Il faut donc renoncer aux tourbillons, quelque agréable que le spectacle en paroisse. Il y a plus; on est presque forcé de convenir que les planetes ne se meuvent point en vertu de l'action d'un fluide: car de quelque maniere qu'on suppose que ce fluide agisse, on se trouve exposé de tous côtés à des difficultés insurmontables: le seul moyen de s'en tirer, seroit de supposer un fluide qui fût capable de pousser dans un sens, & qui ne résistât pas dans un autre: mais le remede, comme on voit, seroit pire que le mal. On est donc réduit à dire, que la force qui fait tendre les planetes vers le soleil vient d'un principe inconnu, & si l'on veut d'une qualité occulte; pourvû qu'on n'attache point à ce mot d'autre idée que celle qu'il présente naturellement, c'est - à - dire d'une cause qui nous est cachée. C'est vraissemblablement le sens qu'Aristote y attachoit, en quoi il a été plus sage que ses sectateurs, & que bien des philosophes modernes.
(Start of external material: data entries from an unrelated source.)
//! Balance-aware scoring of timed candidates.
//!
//! A candidate's score is the longer of the two legs plus a penalty for
//! the gap between them:
//!
//! ```text
//! score = max(a, b) + |a - b| * balance_weight
//! ```
//!
//! Lower is better. With `balance_weight = 0` only the longer leg
//! matters; raising it pushes equal-leg stations up the list.

use std::cmp::Ordering;

use crate::domain::CandidateStation;

use super::timing::TimedCandidate;

/// A timed candidate with its derived score fields.
#[derive(Debug, Clone, PartialEq)]
pub struct ScoredCandidate {
    pub station: CandidateStation,

    /// Seconds from the first traveller's start to the station.
    pub time_from_start: f64,

    /// Seconds from the station to the second traveller's start.
    pub time_to_end: f64,

    pub distance_from_start: f64,
    pub distance_to_end: f64,

    /// The longer of the two legs.
    pub max_time: f64,

    /// Absolute difference between the two legs.
    pub time_diff: f64,

    /// Sum of the two legs.
    pub total_time: f64,

    /// Ranking key; lower is better.
    pub score: f64,

    /// Fairness percentage for display, 100 meaning equal legs.
    /// Not used for ordering.
    pub balance_score: f64,
}

/// Compute score fields for one candidate.
pub fn score_candidate(timed: TimedCandidate, balance_weight: f64) -> ScoredCandidate {
    let a = timed.time_from_start;
    let b = timed.time_to_end;

    let max_time = a.max(b);
    let time_diff = (a - b).abs();
    let total_time = a + b;
    let score = max_time + time_diff * balance_weight;
    let balance_score = balance_score(time_diff, max_time);

    ScoredCandidate {
        station: timed.station,
        time_from_start: a,
        time_to_end: b,
        distance_from_start: timed.distance_from_start,
        distance_to_end: timed.distance_to_end,
        max_time,
        time_diff,
        total_time,
        score,
        balance_score,
    }
}

/// `100 * (1 - diff / max)`, with a zero-length trip counting as
/// perfectly balanced.
fn balance_score(time_diff: f64, max_time: f64) -> f64 {
    if max_time == 0.0 {
        return 100.0;
    }
    100.0 * (1.0 - time_diff / max_time)
}

/// Score candidates and return the best `max_results`, best first.
///
/// The sort is stable, so candidates with equal scores keep the order in
/// which they were discovered.
pub fn rank(
    timed: Vec<TimedCandidate>,
    balance_weight: f64,
    max_results: usize,
) -> Vec<ScoredCandidate> {
    let mut scored: Vec<ScoredCandidate> = timed
        .into_iter()
        .map(|t| score_candidate(t, balance_weight))
        .collect();

    scored.sort_by(compare_scores);
    scored.truncate(max_results);
    scored
}

fn compare_scores(a: &ScoredCandidate, b: &ScoredCandidate) -> Ordering {
    a.score.total_cmp(&b.score)
}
Nous ne dirons donc point si l'on veut que l'attraction est une propriété primordiale de la matiere, mais nous nous garderons bien aussi d'affirmer, que l'impulsion soit le principe nécessaire des mouyemens des planetes. Nous avoüons même que si nous étions forcés de prendre un parti, nous pencherions bien plûtôt pour le premier que pour le second; puisqu'il n'a pas encore été possible d'expliquer par le principe de l'impulsion les phénomenes célestes; & que l'impossibilité même de les expliquer par ce principe, est appuyée sur des preuves très - fortes, pour ne pas dire sur des démonstrations. Si M. Newton paroît indécis en quelques endroits de ses ouvrages sur la nature de la force attractive; s'il avoue même qu'elle peut venir d'une impulsion, il y a lieu de croire que c'étoit une espece de tribut qu'il vouloit bien payer au préjugé, ou, si l'on veut, à l'opinion générale de fon siecle; & on peut croire qu'il avoit pour l'autre sentiment une sorte de prédilection; puisqu'il a souffert que M. Côtes son disciple adoptât ce sentiment sans aucune réserve, dans la préface qu'il a mise à la tête de la seconde édition des Principes; préface faite sous les yeux de l'auteur, & qu'il paroît avoir approuvée. D'ailleurs M. Newton admet entre les corps célestes une attraction réciproque; & cette opinion semble supposer que l'attraction est une vertu inhérente aux corps. Quoi qu'il en soit, la force attractive, selon M. Newton, décroît en raison inverse des quarrés des distances: ce grand philosophe a expliqué par ce seul principe une grande partie des phénomenes célestes; & tous ceux qu'on a tenté d'expliquer depuis par ce même principe, l'ont été avec une facilité & une exactitude qui tiennent du prodige. Le seul mouvement des apsides de la lune a paru durant quelque tems se refuser à ce système: mais ce point n'est pas encore décidé au moment que nous écrivons ceci; & je crois pouvoir assûrer que le système Newtonien en sortira à son honneur. Voyez Lune. Toutes les autres inégalités du mouvement de la lune qui, comme l'on sait, sont très - considérables, & en grand nombre, s'expliquent très - heureusement dans le système de l'attraction. Je m'en suis aussi assûré par le calcul, & je publierai bientôt mon travail.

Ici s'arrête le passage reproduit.